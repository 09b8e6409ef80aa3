//! txt2fdx 读取 Fountain 纯文本，输出 Final Draft 的 FDX 文件。

use std::path::PathBuf;
use std::process;

use anyhow::{Context, Result};
use clap::{ArgAction, Parser};
use log::debug;

use fdx_fountain::cli::{display_name, init_logger, read_input, write_output};
use fdx_fountain::{encode, fountain_to_screenplay, LICENSE_TEXT};

#[derive(Parser, Debug)]
#[command(name = "txt2fdx")]
#[command(version)]
#[command(about = "把 Fountain 纯文本转换为 FDX 剧本")]
#[command(long_about = "txt2fdx 读取 Fountain 纯文本并输出 FDX 文件。

示例:
  txt2fdx -i screenplay.fountain -o screenplay.fdx
  cat screenplay.fountain | txt2fdx > screenplay.fdx")]
struct Options {
    /// 输入文件，缺省读取标准输入
    #[arg(short, long, value_name = "FILE")]
    input: Option<PathBuf>,

    /// 输出文件，缺省写到标准输出
    #[arg(short, long, value_name = "FILE")]
    output: Option<PathBuf>,

    /// 输出末尾追加换行
    #[arg(long, value_name = "BOOL", default_value_t = true, action = ArgAction::Set)]
    newline: bool,

    /// 不输出错误信息
    #[arg(short, long)]
    quiet: bool,

    /// 输出调试日志
    #[arg(short, long)]
    verbose: bool,

    /// 显示许可证
    #[arg(long)]
    license: bool,
}

fn main() {
    let options = Options::parse();
    init_logger(options.verbose, options.quiet);

    if let Err(err) = run(&options) {
        if !options.quiet {
            eprintln!("{:#}", err);
        }
        process::exit(1);
    }
}

fn run(options: &Options) -> Result<()> {
    if options.license {
        println!("{}", LICENSE_TEXT);
        return Ok(());
    }

    let src = read_input(options.input.as_deref())?;
    let text = String::from_utf8(src)
        .with_context(|| format!("{} 不是有效的 UTF-8 文本", display_name(options.input.as_deref())))?;
    let screenplay = fountain_to_screenplay(&text);
    let mut out = encode(&screenplay).context("无法生成 FDX")?;
    if options.newline {
        out.push(b'\n');
    }

    debug!("{} 个段落, 输出 {} 字节", screenplay.paragraphs().len(), out.len());
    write_output(options.output.as_deref(), &out)
}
____
_Directions for this task_.
Look at the entries above. Say how many lines have the word "Result", and give only the number.

_Exercise solution_.
2